- TASK DESCRIPTION -
In the entries that follow, find the line containing "if field.name() != Some(FILE_FIELD)", then output exactly every line from the first through that one.
ENTRIES PROVIDED Block Start
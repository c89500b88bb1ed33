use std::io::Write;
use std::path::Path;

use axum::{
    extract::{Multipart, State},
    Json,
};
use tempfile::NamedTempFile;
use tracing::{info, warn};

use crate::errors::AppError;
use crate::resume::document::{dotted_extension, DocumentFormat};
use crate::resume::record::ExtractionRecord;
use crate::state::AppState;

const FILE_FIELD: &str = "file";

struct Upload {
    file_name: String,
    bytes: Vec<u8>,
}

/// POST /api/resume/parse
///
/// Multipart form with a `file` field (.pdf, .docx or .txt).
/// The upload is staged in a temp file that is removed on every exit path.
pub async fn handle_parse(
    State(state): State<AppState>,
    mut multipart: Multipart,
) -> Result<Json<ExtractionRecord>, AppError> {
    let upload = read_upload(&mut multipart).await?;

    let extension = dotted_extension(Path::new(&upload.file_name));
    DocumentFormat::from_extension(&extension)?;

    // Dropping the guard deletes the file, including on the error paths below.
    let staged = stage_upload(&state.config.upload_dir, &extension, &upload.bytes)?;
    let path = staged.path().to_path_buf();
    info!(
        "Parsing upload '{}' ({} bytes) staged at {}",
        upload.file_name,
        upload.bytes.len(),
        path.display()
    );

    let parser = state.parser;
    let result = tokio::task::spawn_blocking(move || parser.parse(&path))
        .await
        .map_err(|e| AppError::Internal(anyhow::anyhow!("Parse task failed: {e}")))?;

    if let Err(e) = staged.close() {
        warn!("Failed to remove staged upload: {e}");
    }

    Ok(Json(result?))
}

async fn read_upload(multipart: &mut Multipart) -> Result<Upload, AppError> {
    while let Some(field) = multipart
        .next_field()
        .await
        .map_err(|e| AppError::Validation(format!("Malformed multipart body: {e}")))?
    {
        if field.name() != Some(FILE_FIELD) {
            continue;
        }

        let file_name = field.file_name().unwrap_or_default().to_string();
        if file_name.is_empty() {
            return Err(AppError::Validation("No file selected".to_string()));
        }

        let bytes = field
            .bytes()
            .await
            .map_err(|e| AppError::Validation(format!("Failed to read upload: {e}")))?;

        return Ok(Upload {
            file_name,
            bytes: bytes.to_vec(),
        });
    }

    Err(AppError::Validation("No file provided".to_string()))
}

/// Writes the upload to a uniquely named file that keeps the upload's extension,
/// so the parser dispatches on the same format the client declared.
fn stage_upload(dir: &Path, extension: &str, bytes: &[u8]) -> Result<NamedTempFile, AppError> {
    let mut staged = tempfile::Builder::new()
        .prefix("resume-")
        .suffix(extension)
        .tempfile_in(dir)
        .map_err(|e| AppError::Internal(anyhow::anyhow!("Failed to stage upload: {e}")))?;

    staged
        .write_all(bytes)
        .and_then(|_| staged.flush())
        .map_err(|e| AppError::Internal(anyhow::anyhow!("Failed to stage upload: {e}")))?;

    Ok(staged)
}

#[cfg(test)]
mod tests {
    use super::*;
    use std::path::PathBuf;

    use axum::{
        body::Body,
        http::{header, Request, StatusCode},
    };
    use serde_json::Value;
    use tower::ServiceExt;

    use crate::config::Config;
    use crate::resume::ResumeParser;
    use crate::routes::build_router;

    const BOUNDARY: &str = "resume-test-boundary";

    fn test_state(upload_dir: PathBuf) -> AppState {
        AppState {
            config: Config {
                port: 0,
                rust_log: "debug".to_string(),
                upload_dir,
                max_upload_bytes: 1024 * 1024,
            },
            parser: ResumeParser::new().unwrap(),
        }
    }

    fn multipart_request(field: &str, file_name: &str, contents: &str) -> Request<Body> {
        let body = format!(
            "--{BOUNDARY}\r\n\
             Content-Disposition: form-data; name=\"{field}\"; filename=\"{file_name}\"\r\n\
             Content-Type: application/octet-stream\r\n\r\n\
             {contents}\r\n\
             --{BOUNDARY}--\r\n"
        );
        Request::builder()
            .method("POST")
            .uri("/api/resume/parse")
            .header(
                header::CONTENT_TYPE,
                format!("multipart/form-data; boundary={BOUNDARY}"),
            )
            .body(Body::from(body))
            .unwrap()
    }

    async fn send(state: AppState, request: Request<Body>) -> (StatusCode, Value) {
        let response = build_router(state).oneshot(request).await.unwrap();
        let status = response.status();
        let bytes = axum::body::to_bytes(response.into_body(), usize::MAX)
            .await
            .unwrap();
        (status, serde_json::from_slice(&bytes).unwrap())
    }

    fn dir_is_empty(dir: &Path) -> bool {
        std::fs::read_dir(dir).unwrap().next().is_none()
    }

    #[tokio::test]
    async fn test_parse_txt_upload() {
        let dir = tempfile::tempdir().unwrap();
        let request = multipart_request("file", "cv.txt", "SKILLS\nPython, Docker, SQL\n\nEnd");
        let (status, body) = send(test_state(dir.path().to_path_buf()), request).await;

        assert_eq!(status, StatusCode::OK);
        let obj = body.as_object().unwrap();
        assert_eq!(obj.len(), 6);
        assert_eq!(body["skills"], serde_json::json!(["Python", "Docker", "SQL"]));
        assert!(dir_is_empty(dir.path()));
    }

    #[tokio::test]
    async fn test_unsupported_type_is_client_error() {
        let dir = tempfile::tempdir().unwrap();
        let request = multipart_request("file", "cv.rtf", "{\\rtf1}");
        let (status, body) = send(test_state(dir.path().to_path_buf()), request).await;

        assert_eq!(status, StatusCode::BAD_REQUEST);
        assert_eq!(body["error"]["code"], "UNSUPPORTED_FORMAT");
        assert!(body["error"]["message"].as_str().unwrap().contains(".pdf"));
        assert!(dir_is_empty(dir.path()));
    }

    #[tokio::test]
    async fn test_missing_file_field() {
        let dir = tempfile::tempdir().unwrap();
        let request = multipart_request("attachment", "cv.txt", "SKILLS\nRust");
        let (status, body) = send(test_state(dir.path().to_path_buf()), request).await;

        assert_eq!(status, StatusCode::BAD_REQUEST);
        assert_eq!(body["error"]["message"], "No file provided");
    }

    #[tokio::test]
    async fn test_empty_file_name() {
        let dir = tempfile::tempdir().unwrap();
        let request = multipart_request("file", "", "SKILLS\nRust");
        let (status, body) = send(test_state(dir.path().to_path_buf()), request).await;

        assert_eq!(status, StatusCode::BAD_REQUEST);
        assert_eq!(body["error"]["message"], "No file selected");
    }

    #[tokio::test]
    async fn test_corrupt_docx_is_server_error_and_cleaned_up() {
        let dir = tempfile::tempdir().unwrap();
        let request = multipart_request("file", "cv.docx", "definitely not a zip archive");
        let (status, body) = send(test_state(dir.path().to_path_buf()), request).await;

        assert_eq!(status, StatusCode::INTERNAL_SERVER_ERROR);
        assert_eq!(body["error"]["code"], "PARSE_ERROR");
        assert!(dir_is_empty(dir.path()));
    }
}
ENTRIES PROVIDED Block End
- PROBLEM SOLUTION -
repository c89500b88bb1ed33
use std::io::Write;
use std::path::Path;

use axum::{
    extract::{Multipart, State},
    Json,
};
use tempfile::NamedTempFile;
use tracing::{info, warn};

use crate::errors::AppError;
use crate::resume::document::{dotted_extension, DocumentFormat};
use crate::resume::record::ExtractionRecord;
use crate::state::AppState;

const FILE_FIELD: &str = "file";

struct Upload {
    file_name: String,
    bytes: Vec<u8>,
}

/// POST /api/resume/parse
///
/// Multipart form with a `file` field (.pdf, .docx or .txt).
/// The upload is staged in a temp file that is removed on every exit path.
pub async fn handle_parse(
    State(state): State<AppState>,
    mut multipart: Multipart,
) -> Result<Json<ExtractionRecord>, AppError> {
    let upload = read_upload(&mut multipart).await?;

    let extension = dotted_extension(Path::new(&upload.file_name));
    DocumentFormat::from_extension(&extension)?;

    // Dropping the guard deletes the file, including on the error paths below.
    let staged = stage_upload(&state.config.upload_dir, &extension, &upload.bytes)?;
    let path = staged.path().to_path_buf();
    info!(
        "Parsing upload '{}' ({} bytes) staged at {}",
        upload.file_name,
        upload.bytes.len(),
        path.display()
    );

    let parser = state.parser;
    let result = tokio::task::spawn_blocking(move || parser.parse(&path))
        .await
        .map_err(|e| AppError::Internal(anyhow::anyhow!("Parse task failed: {e}")))?;

    if let Err(e) = staged.close() {
        warn!("Failed to remove staged upload: {e}");
    }

    Ok(Json(result?))
}

async fn read_upload(multipart: &mut Multipart) -> Result<Upload, AppError> {
    while let Some(field) = multipart
        .next_field()
        .await
        .map_err(|e| AppError::Validation(format!("Malformed multipart body: {e}")))?
    {
        if field.name() != Some(FILE_FIELD) {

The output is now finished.